Sanctions as an Anti-Corruption Tool: South Sudanese Corrupt PEPs Slapped with OFAC Designations
September 18, 2017

On September 6, 2017, pursuant to Executive Order (E.O.) 13664, OFAC added three South Sudanese officials, Malek Reuben Riak Rengu, Michael Makuei Lueth, and Paul Malong Awan, in addition to three companies owned or controlled by Riak Rengu, to the Specially Designated Nationals (SDN) List for their roles in the continued undermining of the peace, security, and stability of the country. As a result of these actions, all of the aforementioned individuals’ and entities’ assets within U.S. jurisdiction are blocked, and U.S. persons are generally prohibited from engaging in transactions with them.

On the same day, the Financial Crimes Enforcement Network (FinCEN) issued an advisory, alerting U.S. financial institutions to their potential exposure to anti-money laundering risks caused by certain South Sudanese senior political figures attempting to use the U.S. financial system to move or hide proceeds of crime or corruption.

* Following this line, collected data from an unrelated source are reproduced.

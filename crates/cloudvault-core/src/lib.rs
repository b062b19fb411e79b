//! # cloudvault-core
//!
//! Core crate for the CloudVault client. Contains configuration schemas,
//! the domain types exchanged with the CloudVault API (sessions, shares,
//! public share views), and the unified error system.
//!
//! This crate has **no** internal dependencies on other CloudVault crates.

pub mod config;
pub mod error;
pub mod result;
pub mod types;

pub use error::AppError;
pub use result::AppResult;
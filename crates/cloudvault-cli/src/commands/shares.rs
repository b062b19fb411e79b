//! Share management commands.

use std::path::PathBuf;

use chrono::{DateTime, Utc};
use clap::{Args, Subcommand};
use serde::Serialize;
use tabled::Tabled;

use cloudvault_client::UploadFile;
use cloudvault_core::config::AppConfig;
use cloudvault_core::error::AppError;
use cloudvault_core::types::{ExpirationOption, FileId, ShareDetail};
use cloudvault_service::AppContext;
use cloudvault_service::share::detail::delete_file_prompt;
use cloudvault_service::share::list::DELETE_SHARE_PROMPT;
use cloudvault_service::share::{ShareDetailView, ShareListView};

use super::prompt;
use crate::output::{self, OutputFormat};

/// Arguments for share commands
#[derive(Debug, Args)]
pub struct SharesArgs {
    /// Shares subcommand
    #[command(subcommand)]
    pub command: SharesCommand,
}

/// Shares subcommands
#[derive(Debug, Subcommand)]
pub enum SharesCommand {
    /// List your shares
    List,
    /// Show one share with its files
    Show {
        /// Public id of the share
        id: String,
    },
    /// Delete a share and all its files
    Delete {
        /// Public id of the share
        id: String,
        /// Skip the confirmation prompt
        #[arg(short, long)]
        yes: bool,
    },
    /// Add files to a share
    AddFiles {
        /// Public id of the share
        id: String,
        /// Files to add
        #[arg(required = true)]
        files: Vec<PathBuf>,
    },
    /// Remove one file from a share
    RemoveFile {
        /// Public id of the share
        id: String,
        /// File id (see `shares show`)
        file_id: FileId,
        /// Skip the confirmation prompt
        #[arg(short, long)]
        yes: bool,
    },
    /// Change a share's password or expiration
    Settings {
        /// Public id of the share
        id: String,
        /// New password (unchanged if omitted)
        #[arg(short, long)]
        password: Option<String>,
        /// New lifetime in minutes from now (unchanged if omitted)
        #[arg(short, long)]
        expires: Option<ExpirationOption>,
    },
}

/// Share display row for table output
#[derive(Debug, Serialize, Tabled)]
struct ShareRow {
    /// Short public id
    #[tabled(rename = "ID")]
    id: String,
    /// Number of files
    #[tabled(rename = "Files")]
    files: u64,
    /// Password protected
    #[tabled(rename = "Password")]
    password: &'static str,
    /// Expiry label
    #[tabled(rename = "Expires")]
    expires: String,
    /// Created at
    #[tabled(rename = "Created")]
    created_at: String,
    /// Share link
    #[tabled(rename = "Link")]
    link: String,
}

/// File display row for table output
#[derive(Debug, Serialize, Tabled)]
struct FileRow {
    #[tabled(rename = "ID")]
    id: FileId,
    #[tabled(rename = "Filename")]
    filename: String,
}

/// Execute share commands
pub async fn execute(
    args: &SharesArgs,
    config: &AppConfig,
    format: OutputFormat,
) -> Result<(), AppError> {
    let mut ctx = AppContext::from_config(config).await?;
    ctx.dashboard_token()?;

    match &args.command {
        SharesCommand::List => {
            let mut view = ShareListView::new();
            view.refresh(&mut ctx).await?;
            let now = Utc::now();

            match format {
                OutputFormat::Json => output::print_json(&view.shares),
                OutputFormat::Table => {
                    let rows: Vec<ShareRow> = view
                        .with_expiry(now)
                        .into_iter()
                        .map(|(s, expiry)| ShareRow {
                            id: s.short_id().to_string(),
                            files: s.file_count,
                            password: output::yes_no(s.password_protected),
                            expires: expiry.label(),
                            created_at: format_time(s.created_at),
                            link: s.share_link.clone(),
                        })
                        .collect();
                    output::print_list(&rows, format);
                }
            }
        }
        SharesCommand::Show { id } => {
            let view = ShareDetailView::open(&mut ctx, id).await?;
            print_share(&view.share, format);
        }
        SharesCommand::Delete { id, yes } => {
            let mut view = ShareListView::new();
            view.refresh(&mut ctx).await?;
            let public_id = resolve_id(&view, id)?;

            let deleted = view
                .delete(&mut ctx, &public_id, |_| *yes || prompt::confirm(DELETE_SHARE_PROMPT))
                .await?;
            if deleted {
                output::print_success(&format!("Share '{public_id}' deleted"));
            } else {
                output::print_warning("Cancelled");
            }
        }
        SharesCommand::AddFiles { id, files } => {
            let mut uploads = Vec::with_capacity(files.len());
            for path in files {
                uploads.push(UploadFile::from_path(path).await?);
            }

            let mut view = ShareDetailView::open(&mut ctx, id).await?;
            view.add_files(&mut ctx, &uploads).await?;
            report(&view, format);
        }
        SharesCommand::RemoveFile { id, file_id, yes } => {
            let mut view = ShareDetailView::open(&mut ctx, id).await?;
            let removed = view
                .delete_file(&mut ctx, *file_id, |file| {
                    *yes || prompt::confirm(&delete_file_prompt(file))
                })
                .await?;
            if removed {
                output::print_success(&format!("File {file_id} removed"));
                print_share(&view.share, format);
            } else {
                output::print_warning("Cancelled");
            }
        }
        SharesCommand::Settings {
            id,
            password,
            expires,
        } => {
            let mut view = ShareDetailView::open(&mut ctx, id).await?;
            view.update_settings(&mut ctx, password.as_deref().unwrap_or_default(), *expires)
                .await?;
            report(&view, format);
        }
    }

    Ok(())
}

/// Print a share as key-value pairs followed by its file table
pub fn print_detail(share: &ShareDetail) {
    output::print_kv("ID", &share.public_id);
    output::print_kv("Link", &share.share_link);
    output::print_kv("Password", output::yes_no(share.password_protected));
    output::print_kv("Expires", &share.expiry(Utc::now()).label());
    if share.created_at.is_some() {
        output::print_kv("Created", &format_time(share.created_at));
    }
    println!();

    let rows: Vec<FileRow> = share
        .files
        .iter()
        .map(|f| FileRow {
            id: f.id,
            filename: f.filename.clone(),
        })
        .collect();
    output::print_list(&rows, OutputFormat::Table);
}

fn print_share(share: &ShareDetail, format: OutputFormat) {
    match format {
        OutputFormat::Json => output::print_json(share),
        OutputFormat::Table => print_detail(share),
    }
}

fn report(view: &ShareDetailView, format: OutputFormat) {
    if format == OutputFormat::Table {
        if let Some(msg) = &view.success {
            output::print_success(msg);
        }
    }
    print_share(&view.share, format);
}

/// Accept a full public id or the 8-character prefix shown by `shares list`.
fn resolve_id(view: &ShareListView, id: &str) -> Result<String, AppError> {
    let id = id.trim();
    if id.is_empty() {
        return Err(AppError::validation("Share id must not be empty"));
    }
    if view.find(id).is_some() {
        return Ok(id.to_string());
    }
    let mut matches = view.shares.iter().filter(|s| s.public_id.starts_with(id));
    match (matches.next(), matches.next()) {
        (Some(share), None) => Ok(share.public_id.clone()),
        (Some(_), Some(_)) => Err(AppError::validation(format!(
            "Share id '{id}' is ambiguous; use the full id"
        ))),
        (None, _) => Err(AppError::not_found(format!("Share '{id}' not found"))),
    }
}

fn format_time(at: Option<DateTime<Utc>>) -> String {
    at.map(|t| t.format("%Y-%m-%d %H:%M").to_string())
        .unwrap_or_else(|| "-".to_string())
}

FinCEN’s Advisory reminds financial institutions of their due diligence and suspicious activity report (SAR) filing obligations related to senior foreign political figures, also called Politically Exposed Persons (PEPs).

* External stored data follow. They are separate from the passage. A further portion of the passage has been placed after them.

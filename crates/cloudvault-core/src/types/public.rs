//! Anonymous view of a share reached through its public link.

use serde::{Deserialize, Serialize};

/// A file a recipient may download.
#[derive(Debug, Clone, PartialEq, Eq, Serialize, Deserialize)]
pub struct PublicFile {
    /// Original file name.
    pub filename: String,
    /// Per-file token consumed by the direct download link.
    #[serde(rename = "token")]
    pub download_token: String,
}

/// Lock status and, when unlocked, the downloadable files of a share.
#[derive(Debug, Clone, PartialEq, Eq, Serialize, Deserialize)]
pub struct PublicShareView {
    /// Whether a password is required before files are listed.
    pub locked: bool,
    /// Files in server order. Empty while locked.
    #[serde(default)]
    pub files: Vec<PublicFile>,
}

impl PublicShareView {
    /// Files that may be shown. A locked view never exposes any.
    pub fn into_visible_files(self) -> Vec<PublicFile> {
        if self.locked { Vec::new() } else { self.files }
    }
}
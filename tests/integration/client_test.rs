//! Integration tests for the HTTP client: auth headers, error decoding and
//! token-expired classification against a live server.

mod helpers;

use axum::http::Method;
use serde_json::json;

use cloudvault_core::error::ErrorKind;

#[tokio::test]
async fn test_bearer_token_is_sent() {
    let app = helpers::TestApp::spawn().await;
    let ctx = app.signed_in("alice").await;
    let token = ctx.session.token().expect("token").to_string();

    ctx.api.list_shares(&token).await.expect("list");

    let calls = app.calls_to(Method::GET, "/shares");
    assert_eq!(calls.len(), 1);
    assert_eq!(
        calls[0].authorization.as_deref(),
        Some(format!("Bearer {token}").as_str())
    );
}

#[tokio::test]
async fn test_401_is_token_expired_regardless_of_detail() {
    let app = helpers::TestApp::spawn().await;
    app.fail(Method::GET, "/shares", 401, json!({"detail": "Nope"}));

    let err = app.client().list_shares("t").await.expect_err("401");
    assert_eq!(err.kind, ErrorKind::Api);
    assert_eq!(err.status, Some(401));
    assert_eq!(err.message, "Nope");
    assert!(err.is_token_expired());
}

#[tokio::test]
async fn test_detail_keywords_mark_token_expired() {
    let app = helpers::TestApp::spawn().await;
    let client = app.client();

    for detail in ["Token has expired", "Signature EXPIRED", "unauthorized access"] {
        app.fail(Method::GET, "/shares", 403, json!({ "detail": detail }));
        let err = client.list_shares("t").await.expect_err("403");
        assert!(err.is_token_expired(), "{detail} should be token-expired");
        assert_eq!(err.message, detail);
    }

    app.fail(Method::GET, "/shares", 403, json!({"detail": "Forbidden"}));
    let err = client.list_shares("t").await.expect_err("403");
    assert!(!err.is_token_expired());
}

#[tokio::test]
async fn test_non_json_response_reports_status_and_snippet() {
    let app = helpers::TestApp::spawn().await;
    let page = format!("<html>{}</html>", "x".repeat(300));
    app.respond_raw(Method::GET, "/shares", 502, "text/html", &page);

    let err = app.client().list_shares("t").await.expect_err("html");
    assert_eq!(err.kind, ErrorKind::InvalidResponse);
    assert_eq!(err.status, Some(502));
    assert!(err.message.starts_with("Server returned non-JSON response"));
    assert!(err.message.contains("502"));
    assert!(err.message.contains(&page[..100]));
    assert!(!err.message.contains(&page[..101]));
    assert!(!err.is_token_expired());
}

#[tokio::test]
async fn test_non_json_success_is_still_an_error() {
    let app = helpers::TestApp::spawn().await;
    app.respond_raw(Method::GET, "/shares", 200, "text/plain", "ok");

    let err = app.client().list_shares("t").await.expect_err("plain text");
    assert_eq!(err.kind, ErrorKind::InvalidResponse);
    assert_eq!(err.status, Some(200));
}

#[tokio::test]
async fn test_validation_detail_array_is_joined() {
    let app = helpers::TestApp::spawn().await;
    app.fail(
        Method::POST,
        "/token",
        422,
        json!({"detail": [{"msg": "field required"}, {"msg": "value too short"}]}),
    );

    let err = app.client().login("a", "b").await.expect_err("422");
    assert_eq!(err.status, Some(422));
    assert_eq!(err.message, "field required; value too short");
}

#[tokio::test]
async fn test_json_error_without_detail_uses_fallback() {
    let app = helpers::TestApp::spawn().await;
    app.fail(Method::GET, "/shares", 500, json!({"error": "boom"}));

    let err = app.client().list_shares("t").await.expect_err("500");
    assert_eq!(err.message, "API Request Failed");
}

#[tokio::test]
async fn test_upload_non_json_uses_upload_wording() {
    let app = helpers::TestApp::spawn().await;
    app.respond_raw(Method::POST, "/upload", 413, "text/html", "<h1>Too Large</h1>");

    let files = [cloudvault_client::UploadFile::new("a.txt", "hello")];
    let err = app
        .client()
        .upload_files(&files, "t")
        .await
        .expect_err("413");
    assert!(err.message.starts_with("Upload failed with non-JSON response"));
}

#[tokio::test]
async fn test_unreachable_server_is_transport_error() {
    let client = cloudvault_client::ApiClient::with_base_url("http://127.0.0.1:9/api")
        .expect("client");

    let err = client.list_shares("t").await.expect_err("refused");
    assert_eq!(err.kind, ErrorKind::Transport);
    assert!(!err.is_token_expired());
}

It is not the first time that foreign officials, suspected of corruption have been slapped with sanctions. Other examples include sanctions against Venezuelan officials (E.O. 13692 of 2015 and 13808 of August 24, 2017);Syria: E.O. 13460 of 2008), Zimbabwe (2008, E.O. 13469); and Myanmar (several E.O.’s from 1997 to 2016). For more on this, see our article on How U.S. Sanctions Combat Foreign Corruption.

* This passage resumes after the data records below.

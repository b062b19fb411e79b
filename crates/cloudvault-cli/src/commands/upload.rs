//! Upload command.

use std::path::PathBuf;

use clap::Args;
use serde::Serialize;

use cloudvault_client::UploadFile;
use cloudvault_core::config::AppConfig;
use cloudvault_core::error::AppError;
use cloudvault_core::types::ExpirationOption;
use cloudvault_service::AppContext;
use cloudvault_service::share::{SettingsOutcome, UploadFlow, UploadSettings};

use super::shares;
use crate::output::{self, OutputFormat};

/// Arguments for `upload`
#[derive(Debug, Args)]
pub struct UploadArgs {
    /// Files to upload
    #[arg(required = true)]
    pub files: Vec<PathBuf>,
    /// Protect the share with a password
    #[arg(short, long)]
    pub password: Option<String>,
    /// Link lifetime in minutes (5, 15, 30, 60, 360, 720 or 1440)
    #[arg(short, long, default_value = "30")]
    pub expires: ExpirationOption,
}

/// JSON shape of an upload result
#[derive(Debug, Serialize)]
struct UploadOutput<'a> {
    message: String,
    settings_applied: bool,
    share: &'a cloudvault_core::types::ShareDetail,
}

/// Execute the upload command
pub async fn execute(
    args: &UploadArgs,
    config: &AppConfig,
    format: OutputFormat,
) -> Result<(), AppError> {
    let mut ctx = AppContext::from_config(config).await?;
    ctx.dashboard_token()?;

    let mut files = Vec::with_capacity(args.files.len());
    for path in &args.files {
        files.push(UploadFile::from_path(path).await?);
    }

    let settings = UploadSettings::new(args.password.clone().unwrap_or_default(), args.expires);
    let mut flow = UploadFlow::new(settings);

    let Some(report) = flow.submit(&mut ctx, &files).await? else {
        output::print_warning("No files selected");
        return Ok(());
    };

    let message = report.status_message();
    match format {
        OutputFormat::Json => output::print_json(&UploadOutput {
            message,
            settings_applied: matches!(report.settings, SettingsOutcome::Applied),
            share: &report.share,
        }),
        OutputFormat::Table => {
            if report.is_complete() {
                output::print_success(&message);
            } else {
                output::print_warning(&message);
            }
            shares::print_detail(&report.share);
        }
    }
    Ok(())
}
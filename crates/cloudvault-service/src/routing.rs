//! Client routes and the guard deciding what a session may see.

use std::fmt;

use cloudvault_core::error::AppError;
use cloudvault_core::result::AppResult;
use cloudvault_core::types::Session;

/// A client-side route.
#[derive(Debug, Clone, PartialEq, Eq)]
pub enum Route {
    /// `/login`
    Login,
    /// `/`
    Home,
    /// `/share/:id`
    PublicShare(String),
    /// `/download/:id`, the form share links are generated in.
    Download(String),
    /// Anything else.
    Unknown(String),
}

impl Route {
    /// Parse the path part of a URL. Query strings and fragments are ignored.
    pub fn parse(path: &str) -> Self {
        let path = path.split(['?', '#']).next().unwrap_or_default();
        let segments: Vec<&str> = path.split('/').filter(|s| !s.is_empty()).collect();
        match segments.as_slice() {
            [] => Self::Home,
            ["login"] => Self::Login,
            ["share", id] => Self::PublicShare((*id).to_string()),
            ["download", id] => Self::Download((*id).to_string()),
            _ => Self::Unknown(path.to_string()),
        }
    }

    /// Public share id carried by the route, if any.
    pub fn public_id(&self) -> Option<&str> {
        match self {
            Self::PublicShare(id) | Self::Download(id) => Some(id),
            _ => None,
        }
    }
}

impl fmt::Display for Route {
    fn fmt(&self, f: &mut fmt::Formatter<'_>) -> fmt::Result {
        match self {
            Self::Login => write!(f, "/login"),
            Self::Home => write!(f, "/"),
            Self::PublicShare(id) => write!(f, "/share/{id}"),
            Self::Download(id) => write!(f, "/download/{id}"),
            Self::Unknown(path) => write!(f, "{path}"),
        }
    }
}

/// What gets rendered once a route is allowed.
#[derive(Debug, Clone, PartialEq, Eq)]
pub enum Screen {
    /// Credentials form.
    Login,
    /// Mandatory password change.
    ChangePassword,
    /// Upload and share management.
    Dashboard,
    /// Anonymous share view.
    PublicShare(String),
}

/// Outcome of routing.
#[derive(Debug, Clone, PartialEq, Eq)]
pub enum RouteDecision {
    /// Show a screen.
    Render(Screen),
    /// Navigate elsewhere instead.
    Redirect(Route),
}

/// Decide what `route` shows for `session`.
///
/// Public share routes ignore the session entirely.
pub fn resolve(route: &Route, session: &Session) -> RouteDecision {
    match route {
        Route::PublicShare(id) | Route::Download(id) => {
            RouteDecision::Render(Screen::PublicShare(id.clone()))
        }
        Route::Login if session.is_authenticated() => RouteDecision::Redirect(Route::Home),
        Route::Login => RouteDecision::Render(Screen::Login),
        Route::Home if !session.is_authenticated() => RouteDecision::Redirect(Route::Login),
        Route::Home if session.must_change_password() => {
            RouteDecision::Render(Screen::ChangePassword)
        }
        Route::Home => RouteDecision::Render(Screen::Dashboard),
        Route::Unknown(_) => RouteDecision::Redirect(Route::Home),
    }
}

/// Follow redirects until a screen is reached.
pub fn screen_for(route: &Route, session: &Session) -> Screen {
    let mut current = route.clone();
    // Every redirect chain ends within two hops: unknown -> home -> login.
    for _ in 0..3 {
        match resolve(&current, session) {
            RouteDecision::Render(screen) => return screen,
            RouteDecision::Redirect(next) => current = next,
        }
    }
    Screen::Login
}

/// Gate for dashboard operations: signed in and no pending password change.
pub fn require_dashboard(session: &Session) -> AppResult<()> {
    match screen_for(&Route::Home, session) {
        Screen::Dashboard => Ok(()),
        Screen::ChangePassword => Err(AppError::authentication(
            "You must change your password before continuing. Run `cloudvault change-password`.",
        )),
        _ => Err(AppError::authentication(
            "Not logged in. Run `cloudvault login` first.",
        )),
    }
}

Latest UN Sanctions Against North Korea Impose Restrictions on Textiles, Oil.

On September 11, 2017, the United Nations Security Council unanimously adopted a U.S.-drafted resolution to impose new sanctions on North Korea, a move that comes just one week after Pyongyang carried out its sixth and largest nuclear test.

The latest sanctions seek to further cripple the North Korean economy by banning the export of textiles and also capping imports of oil and refined products.

The many rounds of sanctions against North Korea may already be bearing fruit. According to Reuters, the country’s economy is already showing signs it is feeling the squeeze from the ongoing clampdown on trade, including a curb on fuel sales by China.

Russian Sanctions will be “Phased Out”, says Germany

According to German Foreign Minister Sigmar Gabriel, European sanctions imposed on Russia over its role in the Ukraine crisis will be phased out gradually, but only if Russia fully maintains its current ceasefire agreement. “Only if there is 100 percent peace, then we’ll lift 100 percent of the sanctions,” Gabriel said during a panel discussion organized by German business daily Handelsblatt in Berlin last week.

Gabriel is a senior member of Germany’s Social Democrats (SPD), partners in Chancellor Angela Merkel’s ruling coalition. Merkel, on the other hand, has insisted that European sanctions against Russia will only be lifted if the Minsk peace deal is fully implemented – not only the ceasefire agreement which is one part of the broader Minsk peace plan.

As it stands, the expectation of complete peace between Russia and Ukraine is still considered optimistic.

UK Requires Frozen Assets To Be Reported to OFSI by October

Every year,the U.K. carries out a review to update their records to reflect any changes to frozen assets during the reporting period. As part of this review, the Treasury requires all persons that hold or control funds or economic resources belonging to, owned, held, or controlled by a designated person, to provide a report with the details of these assets.

The deadline to report them to the Treasury’s recently appointed sanctions watchdog – the Office of Financial Sanctions Implementation (OFSI), is October 13th2017.

Not doing will be considered a criminal offence, which may result in a criminal prosecution or a monetary penalty.

For the official OFSI Notice, click here.

Metallurgical Company Executive Sentenced to 57 Months in Prison for Illegal Export of Specialty Metals to Iran via Turkey

On September 7, 2017, Erdal Kuyumcu, CEO of metallurgical company, Global Metallurgy LLC, was sentenced in Brooklyn federal court to nearly five years in prison for illegally exporting specialty metals to Iran in violation of the International Emergency Economic Powers Act (IEEPA). Mr. Kuyumcu was sentenced for attempting to export metallic powders to Iran, through Turkey, without obtaining the required licenses from OFAC.

According to court documents, Kuyumcu, a naturalized U.S. citizen from Turkey, conspired to export more than 1,000 pounds of metallic powder primarily composed of cobalt and nickel from the U.S. to Iran. Such metallic powder has potential military and nuclear applications and is regulated by the U.S. Department of Commerce to combat nuclear proliferation and terrorism.

To hide the true destination of the goods from the supplier, Kuyumcu first shipped the metallic powder to Turkey and then to Iran and took pains to use coded language when discussing shipment of the powder, such as referring to Iran as the “neighbor.”